I’ve always had issues with my bowels, IBS or a metabolic disorder. Certain foods, alcohol, cigarettes and coffee all gave me diarrhoea. I had mainly given those things up by the time I was 50 but was put on iron tablets because it was low. They gave me terrible gas, bloody stools and weight loss, or I thought it was the tablets. I spent most of 2022 on the couch, tired out of my mind.
Finally in December 2022, I had my colonoscopy, and two polyps were found, one removed. The one removed had cancer in it and the one that remained couldn’t be removed - a robotic anterior resection was organised so quickly! It was a whirlwind, I barely had time to come to terms with having cancer. I was so tired I couldn’t even get a little bit fit for it either. All my iron was going to those polyps, no wonder I spent a year on the couch with the bunny.
By February 2023, the surgery was organised. Immediately post-surgery was melodramatic, my back stiffened up after five hours on the table and I woke up screaming, and was given a variety of things to make it better. I spent the first night in hospital with an on-demand drip and very floaty and happy.

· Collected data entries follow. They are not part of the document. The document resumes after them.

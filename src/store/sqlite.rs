//! SQLite-backed document store
//!
//! Each document is persisted as its JSON body plus a few indexed columns.
//! Filters are evaluated with `json_extract` against the body, so any
//! dotted field of the serialized record can be used as a predicate.

use super::{check_embedding, Document, DocumentQuery, DocumentStore, StoreStats, SCHEMA_SQL};
use crate::config::Config;
use crate::error::{Error, Result};
use async_trait::async_trait;
use chrono::{DateTime, Utc};
use serde_json::Value;
use sqlx::query::QueryScalar;
use sqlx::sqlite::{
    Sqlite, SqliteArguments, SqliteConnectOptions, SqliteJournalMode, SqlitePool,
    SqlitePoolOptions, SqliteSynchronous,
};
use std::collections::BTreeMap;
use std::path::Path;
use tracing::{debug, info};

const DIMENSION_KEY: &str = "dimension";

/// SQLite document store handle
#[derive(Clone)]
pub struct SqliteStore {
    pool: SqlitePool,
}

impl SqliteStore {
    /// Open the store configured for this installation
    pub async fn connect(config: &Config) -> Result<Self> {
        Self::open(&config.paths.db_file).await
    }

    /// Open (and create if needed) a store at `db_path`
    pub async fn open(db_path: &Path) -> Result<Self> {
        if let Some(parent) = db_path.parent() {
            std::fs::create_dir_all(parent)?;
        }

        let options = SqliteConnectOptions::new()
            .filename(db_path)
            .create_if_missing(true)
            .journal_mode(SqliteJournalMode::Wal)
            .synchronous(SqliteSynchronous::Normal);

        debug!("Connecting to SQLite database at {:?}", db_path);

        let pool = SqlitePoolOptions::new()
            .max_connections(5)
            .connect_with(options)
            .await?;

        let store = Self { pool };
        if !store.is_initialized().await? {
            store.init_schema().await?;
        }
        Ok(store)
    }

    /// Initialize the database schema
    pub async fn init_schema(&self) -> Result<()> {
        info!("Initializing document store schema");
        sqlx::query(SCHEMA_SQL).execute(&self.pool).await?;
        Ok(())
    }

    /// Check if the schema exists
    pub async fn is_initialized(&self) -> Result<bool> {
        let result: Option<(i32,)> =
            sqlx::query_as("SELECT 1 FROM sqlite_master WHERE type='table' AND name='documents'")
                .fetch_optional(&self.pool)
                .await?;
        Ok(result.is_some())
    }

    /// Embedding dimension fixed by the first stored document
    pub async fn dimension(&self) -> Result<Option<usize>> {
        let value: Option<String> =
            sqlx::query_scalar("SELECT value FROM store_meta WHERE key = ?")
                .bind(DIMENSION_KEY)
                .fetch_optional(&self.pool)
                .await?;

        value
            .map(|v| {
                v.parse::<usize>().map_err(|e| {
                    Error::Other(format!("Corrupt stored dimension '{}': {}", v, e))
                })
            })
            .transpose()
    }

    async fn fix_dimension(&self, dimension: usize) -> Result<()> {
        sqlx::query("INSERT OR IGNORE INTO store_meta (key, value) VALUES (?, ?)")
            .bind(DIMENSION_KEY)
            .bind(dimension.to_string())
            .execute(&self.pool)
            .await?;
        Ok(())
    }

    async fn created_at(&self, id: &str) -> Result<Option<DateTime<Utc>>> {
        let created: Option<String> =
            sqlx::query_scalar("SELECT created_at FROM documents WHERE id = ?")
                .bind(id)
                .fetch_optional(&self.pool)
                .await?;

        Ok(created
            .and_then(|c| DateTime::parse_from_rfc3339(&c).ok())
            .map(|c| c.with_timezone(&Utc)))
    }
}

type BodyQuery<'q> = QueryScalar<'q, Sqlite, String, SqliteArguments<'q>>;

fn bind_value<'q>(query: BodyQuery<'q>, value: &Value) -> BodyQuery<'q> {
    match value {
        Value::String(s) => query.bind(s.clone()),
        Value::Bool(b) => query.bind(i64::from(*b)),
        Value::Number(n) => match n.as_i64() {
            Some(i) => query.bind(i),
            None => query.bind(n.as_f64().unwrap_or(f64::NAN)),
        },
        // Rejected by DocumentQuery::validate
        _ => query.bind(Option::<String>::None),
    }
}

fn build_query_sql(query: &DocumentQuery) -> String {
    let mut sql = String::from("SELECT body FROM documents");
    for (i, filter) in query.filters.iter().enumerate() {
        sql.push_str(if i == 0 { " WHERE " } else { " AND " });
        sql.push_str(&format!("json_extract(body, ?) {} ?", filter.op.sql()));
    }
    sql.push_str(" ORDER BY seq LIMIT ?");
    sql
}

#[async_trait]
impl DocumentStore for SqliteStore {
    async fn put(&self, mut document: Document) -> Result<Document> {
        let fixed = self.dimension().await?;
        check_embedding(fixed, document.embedding.len())?;
        if fixed.is_none() {
            self.fix_dimension(document.embedding.len()).await?;
        }

        let now = Utc::now();
        let created_at = self.created_at(&document.id).await?.unwrap_or(now);
        document.created_at = Some(created_at);
        document.updated_at = Some(now);

        let body = serde_json::to_string(&document)?;

        sqlx::query(
            r#"
            INSERT INTO documents (id, doc_type, quality_score, body, created_at, updated_at)
            VALUES (?, ?, ?, ?, ?, ?)
            ON CONFLICT(id) DO UPDATE SET
                doc_type = excluded.doc_type,
                quality_score = excluded.quality_score,
                body = excluded.body,
                updated_at = excluded.updated_at
            "#,
        )
        .bind(&document.id)
        .bind(document.metadata.doc_type.as_str())
        .bind(f64::from(document.quality_score))
        .bind(&body)
        .bind(created_at.to_rfc3339())
        .bind(now.to_rfc3339())
        .execute(&self.pool)
        .await?;

        debug!("Stored document {}", document.id);
        Ok(document)
    }

    async fn get(&self, id: &str) -> Result<Option<Document>> {
        let body: Option<String> = sqlx::query_scalar("SELECT body FROM documents WHERE id = ?")
            .bind(id)
            .fetch_optional(&self.pool)
            .await?;

        body.map(|b| serde_json::from_str(&b).map_err(Error::from))
            .transpose()
    }

    async fn query(&self, query: &DocumentQuery) -> Result<Vec<Document>> {
        query.validate()?;

        let sql = build_query_sql(query);
        let mut q: BodyQuery<'_> = sqlx::query_scalar(&sql);
        for filter in &query.filters {
            q = q.bind(filter.json_path());
            q = bind_value(q, &filter.value);
        }
        q = q.bind(i64::try_from(query.limit).unwrap_or(i64::MAX));

        let bodies = q.fetch_all(&self.pool).await?;
        debug!("Query matched {} documents", bodies.len());

        bodies
            .iter()
            .map(|b| serde_json::from_str(b).map_err(Error::from))
            .collect()
    }

    async fn stats(&self) -> Result<StoreStats> {
        let rows: Vec<(String, i64)> =
            sqlx::query_as("SELECT doc_type, COUNT(*) FROM documents GROUP BY doc_type")
                .fetch_all(&self.pool)
                .await?;

        let relocated: i64 = sqlx::query_scalar(
            "SELECT COUNT(*) FROM documents WHERE json_extract(body, '$.content_ref') IS NOT NULL",
        )
        .fetch_one(&self.pool)
        .await?;

        let by_type: BTreeMap<String, usize> = rows
            .into_iter()
            .map(|(ty, count)| (ty, count as usize))
            .collect();

        Ok(StoreStats {
            document_count: by_type.values().sum(),
            by_type,
            relocated_count: relocated as usize,
            dimension: self.dimension().await?,
        })
    }
}

#[cfg(test)]
mod tests {
    use super::*;
    use crate::store::test_support::document;
    use crate::store::{DocumentType, Filter, FilterOp};
    use tempfile::TempDir;

    async fn setup_test_store() -> (SqliteStore, TempDir) {
        let tmp = TempDir::new().unwrap();
        let mut config = Config::default();
        config.paths.db_file = tmp.path().join("test.db");

        let store = SqliteStore::connect(&config).await.unwrap();
        (store, tmp)
    }

    #[tokio::test]
    async fn test_put_get_roundtrip() {
        let (store, _tmp) = setup_test_store().await;

        let stored = store
            .put(document("a", DocumentType::Code, vec![1.0, 0.0, 0.0], 0.64))
            .await
            .unwrap();
        assert!(stored.created_at.is_some());

        let loaded = store.get("a").await.unwrap().unwrap();
        assert_eq!(loaded.id, "a");
        assert_eq!(loaded.metadata.doc_type, DocumentType::Code);
        assert_eq!(loaded.quality_score, 0.64);
        assert_eq!(loaded.embedding, vec![1.0, 0.0, 0.0]);

        assert!(store.get("missing").await.unwrap().is_none());
    }

    #[tokio::test]
    async fn test_overwrite_keeps_created_at_and_position() {
        let (store, _tmp) = setup_test_store().await;

        let first = store
            .put(document("a", DocumentType::Code, vec![1.0, 0.0], 0.1))
            .await
            .unwrap();
        store
            .put(document("b", DocumentType::Code, vec![0.0, 1.0], 0.2))
            .await
            .unwrap();

        let mut replacement = document("a", DocumentType::Analysis, vec![0.5, 0.5], 0.9);
        replacement.summary = "rewritten".to_string();
        let second = store.put(replacement).await.unwrap();

        assert_eq!(second.created_at, first.created_at);
        assert!(second.updated_at >= first.updated_at);

        let all = store.query(&DocumentQuery::new(10)).await.unwrap();
        let ids: Vec<_> = all.iter().map(|d| d.id.as_str()).collect();
        assert_eq!(ids, vec!["a", "b"]);
        assert_eq!(all[0].summary, "rewritten");
        assert_eq!(all[0].metadata.doc_type, DocumentType::Analysis);
    }

    #[tokio::test]
    async fn test_dimension_is_fixed_by_first_put() {
        let (store, _tmp) = setup_test_store().await;

        store
            .put(document("a", DocumentType::Code, vec![1.0, 0.0, 0.0], 0.5))
            .await
            .unwrap();
        let err = store
            .put(document("b", DocumentType::Code, vec![1.0, 0.0], 0.5))
            .await
            .expect_err("should reject mismatched dimension");

        match err {
            Error::DimensionMismatch { expected, actual } => {
                assert_eq!(expected, 3);
                assert_eq!(actual, 2);
            }
            other => panic!("expected dimension mismatch, got {other:?}"),
        }
        assert_eq!(store.dimension().await.unwrap(), Some(3));
    }

    #[tokio::test]
    async fn test_query_filters_and_limit() {
        let (store, _tmp) = setup_test_store().await;

        store.put(document("c1", DocumentType::Code, vec![1.0], 0.9)).await.unwrap();
        store.put(document("d1", DocumentType::Documentation, vec![1.0], 0.8)).await.unwrap();
        store.put(document("c2", DocumentType::Code, vec![1.0], 0.3)).await.unwrap();
        store.put(document("c3", DocumentType::Code, vec![1.0], 0.72)).await.unwrap();

        let code = store
            .query(&DocumentQuery::new(10).with(Filter::doc_type(DocumentType::Code)))
            .await
            .unwrap();
        assert_eq!(code.len(), 3);

        let good_code = store
            .query(
                &DocumentQuery::new(10)
                    .with(Filter::doc_type(DocumentType::Code))
                    .with(Filter::min_quality(0.72)),
            )
            .await
            .unwrap();
        let ids: Vec<_> = good_code.iter().map(|d| d.id.as_str()).collect();
        assert_eq!(ids, vec!["c1", "c3"]);

        let capped = store.query(&DocumentQuery::new(2)).await.unwrap();
        assert_eq!(capped.len(), 2);

        let not_code = store
            .query(&DocumentQuery::new(10).with(Filter::new(
                "metadata.type",
                FilterOp::Ne,
                "code",
            )))
            .await
            .unwrap();
        assert_eq!(not_code.len(), 1);
        assert_eq!(not_code[0].id, "d1");
    }

    #[tokio::test]
    async fn test_query_rejects_invalid_field() {
        let (store, _tmp) = setup_test_store().await;
        let result = store
            .query(&DocumentQuery::new(10).with(Filter::eq("metadata.type'); DROP TABLE documents; --", "x")))
            .await;
        assert!(matches!(result, Err(Error::InvalidFilter(_))));
    }

    #[tokio::test]
    async fn test_stats() {
        let (store, _tmp) = setup_test_store().await;
        store.put(document("a", DocumentType::Code, vec![1.0, 2.0], 0.5)).await.unwrap();
        store.put(document("b", DocumentType::Code, vec![1.0, 2.0], 0.5)).await.unwrap();
        let mut relocated = document("c", DocumentType::Conversation, vec![1.0, 2.0], 0.5);
        relocated.content_ref = Some("documents/c".to_string());
        store.put(relocated).await.unwrap();

        let stats = store.stats().await.unwrap();
        assert_eq!(stats.document_count, 3);
        assert_eq!(stats.by_type.get("code"), Some(&2));
        assert_eq!(stats.by_type.get("conversation"), Some(&1));
        assert_eq!(stats.relocated_count, 1);
        assert_eq!(stats.dimension, Some(2));
    }
}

My partner there when I was wheeled into the ward was incredible, he was waiting for me.
I had my own room and the loveliest, nicest people you could ask for looking after me. The wonderful robotic surgeon, nurses, student nurses, food people, physio, everyone at the hospital, it was such an affirming time in a way. But I was allowed to go home at the right time, with fabulous scars (chicks dig scars!), and my family ready to look after me. My incredible partner and our animals, my sisters and nieces, I felt very loved.
The other polyp removed did have cancer in it, but the 29 lymph nodes also removed didn’t. T1 in one and T2 in the other. I won’t need any further treatment (bar maintenance). I feel like I’ve gotten away with something. If it wasn’t for the birthday test, Dr Karl, NSW Health and my own dear GP, I would not have.

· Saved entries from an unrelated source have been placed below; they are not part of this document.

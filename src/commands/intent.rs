//! Intent command implementation

use crate::config::IntentConfig;
use crate::error::Result;
use crate::intent::{ChatAnalyzer, TurnAnalysis};
use chrono::NaiveDate;

/// Analyze a chat utterance, optionally in the context of the previous one
pub fn cmd_intent(
    config: &IntentConfig,
    text: &str,
    previous: Option<&str>,
    today: NaiveDate,
) -> Result<TurnAnalysis> {
    let analyzer = ChatAnalyzer::from_config(config)?;
    let previous = previous.map(|p| analyzer.analyze(p, None, today));
    Ok(analyzer.analyze(text, previous.as_ref(), today))
}

pub fn print_turn(turn: &TurnAnalysis) {
    println!(
        "\nIntent: {} (confidence {:.2})",
        turn.intent.intent, turn.intent.confidence
    );
    if !turn.intent.matched_patterns.is_empty() {
        println!("  Matched: {}", turn.intent.matched_patterns.join("  "));
    }

    let e = &turn.entities;
    println!("\nEntities:");
    if let Some(service) = e.service {
        println!("  Service: {}", service);
    }
    if let Some(date) = e.date {
        println!("  Date: {}", date);
    }
    if let Some(time) = e.time {
        println!("  Time: {}", time.format("%H:%M"));
    }
    println!("  Urgency: {:?}", e.urgency);
    if let Some(address) = &e.address {
        println!("  Address: {}", address);
    }

    if !turn.suggestions.is_empty() {
        println!("\nSuggestions:");
        for s in &turn.suggestions {
            println!("  • {}", s);
        }
    }
}

#[cfg(test)]
mod tests {
    use super::*;
    use crate::intent::Intent;

    #[test]
    fn test_previous_turn_drives_suggestions() {
        let today = NaiveDate::from_ymd_opt(2024, 6, 3).unwrap();
        let turn = cmd_intent(
            &IntentConfig::default(),
            "how much does this cost",
            Some("cancel my booking"),
            today,
        )
        .unwrap();

        assert_eq!(turn.intent.intent, Intent::Pricing);
        assert_eq!(turn.suggestions, vec!["Reschedule instead", "Confirm cancellation"]);
    }
}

I feel lucky and undeserving at the same time. I feel like I haven’t really had cancer, because I haven’t suffered - I didn’t have chemo, I didn’t lose my hair. This is not unusual. I have a couple of close friends who experienced similar emotions. But we did suffer. Surgery, even keyhole surgery is no joke. I’m not quite right even now. I cry a lot most mornings, I’m not sure why, but it’s cathartic, I’m a big believer in a good cry. The day my chicken realised I was home and let me pet her even though she is moulting was probably the best day, they can always tell when something is not right with their big Mumma.

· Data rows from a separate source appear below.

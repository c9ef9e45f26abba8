//! Status command implementation

use crate::config::Config;
use crate::error::Result;
use crate::memory::Memory;
use crate::store::{FsBlobStore, StoreStats};
use serde::Serialize;
use tracing::info;

/// Status information
#[derive(Debug, Clone, Serialize)]
pub struct StatusInfo {
    pub config_path: String,
    pub db_path: String,
    pub blob_dir: String,
    pub embedding_url: String,
    pub embedding_model: String,
    pub embedding_dimension: usize,
    pub generation_model: Option<String>,
    pub relationship_sync: String,
    pub blob_files: usize,
    pub stats: StoreStats,
}

/// Get system status
pub async fn cmd_status(config: &Config, memory: &Memory) -> Result<StatusInfo> {
    info!("Getting status");

    let stats = memory.stats().await?;
    let blob_files = FsBlobStore::new(&config.paths.blob_dir)?.count()?;

    Ok(StatusInfo {
        config_path: config.paths.config_file.display().to_string(),
        db_path: config.paths.db_file.display().to_string(),
        blob_dir: config.paths.blob_dir.display().to_string(),
        embedding_url: config.embedding.backend_url.clone(),
        embedding_model: memory.embedder().model_name().to_string(),
        embedding_dimension: memory.embedder().dimension(),
        generation_model: config
            .generation
            .enabled
            .then(|| config.generation.model.clone()),
        relationship_sync: format!("{:?}", config.relationships.sync).to_lowercase(),
        blob_files,
        stats,
    })
}

/// Print status to console
pub fn print_status(status: &StatusInfo) {
    println!("\n📊 memvault Status\n");
    println!("Configuration: {}", status.config_path);
    println!("Database: {}", status.db_path);
    println!("Blobs: {} ({} files)", status.blob_dir, status.blob_files);

    println!("\nEmbedding:");
    println!("  URL: {}", status.embedding_url);
    println!(
        "  Model: {} ({} dimensions)",
        status.embedding_model, status.embedding_dimension
    );
    if let Some(stored) = status.stats.dimension {
        if stored != status.embedding_dimension {
            println!(
                "  ⚠ Stored documents use {} dimensions; searches will skip them",
                stored
            );
        }
    }

    match &status.generation_model {
        Some(model) => println!("\nAnalysis model: {}", model),
        None => println!("\nAnalysis: disabled"),
    }

    println!("\nDocuments: {}", status.stats.document_count);
    for (doc_type, count) in &status.stats.by_type {
        println!("  {}: {}", doc_type, count);
    }
    println!("  Relocated: {}", status.stats.relocated_count);
    println!("\nRelationship sync: {}", status.relationship_sync);
}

Do your bowel test. If you’re under 50, you can buy one and do it - I actually did buy one several years ago but never got around to doing it (and they expire!!!). Listen to your body, make a doctor listen to you, if one doesn’t, go to another. You know when you’re not feeling quite right.
Finally my main advice post cancer is don’t eat quite so much after an anterior resection, you’ll make yourself miserable. Oh, and get FIT FIT before your surgery, otherwise you’ll have quite the trip down a rabbit hole.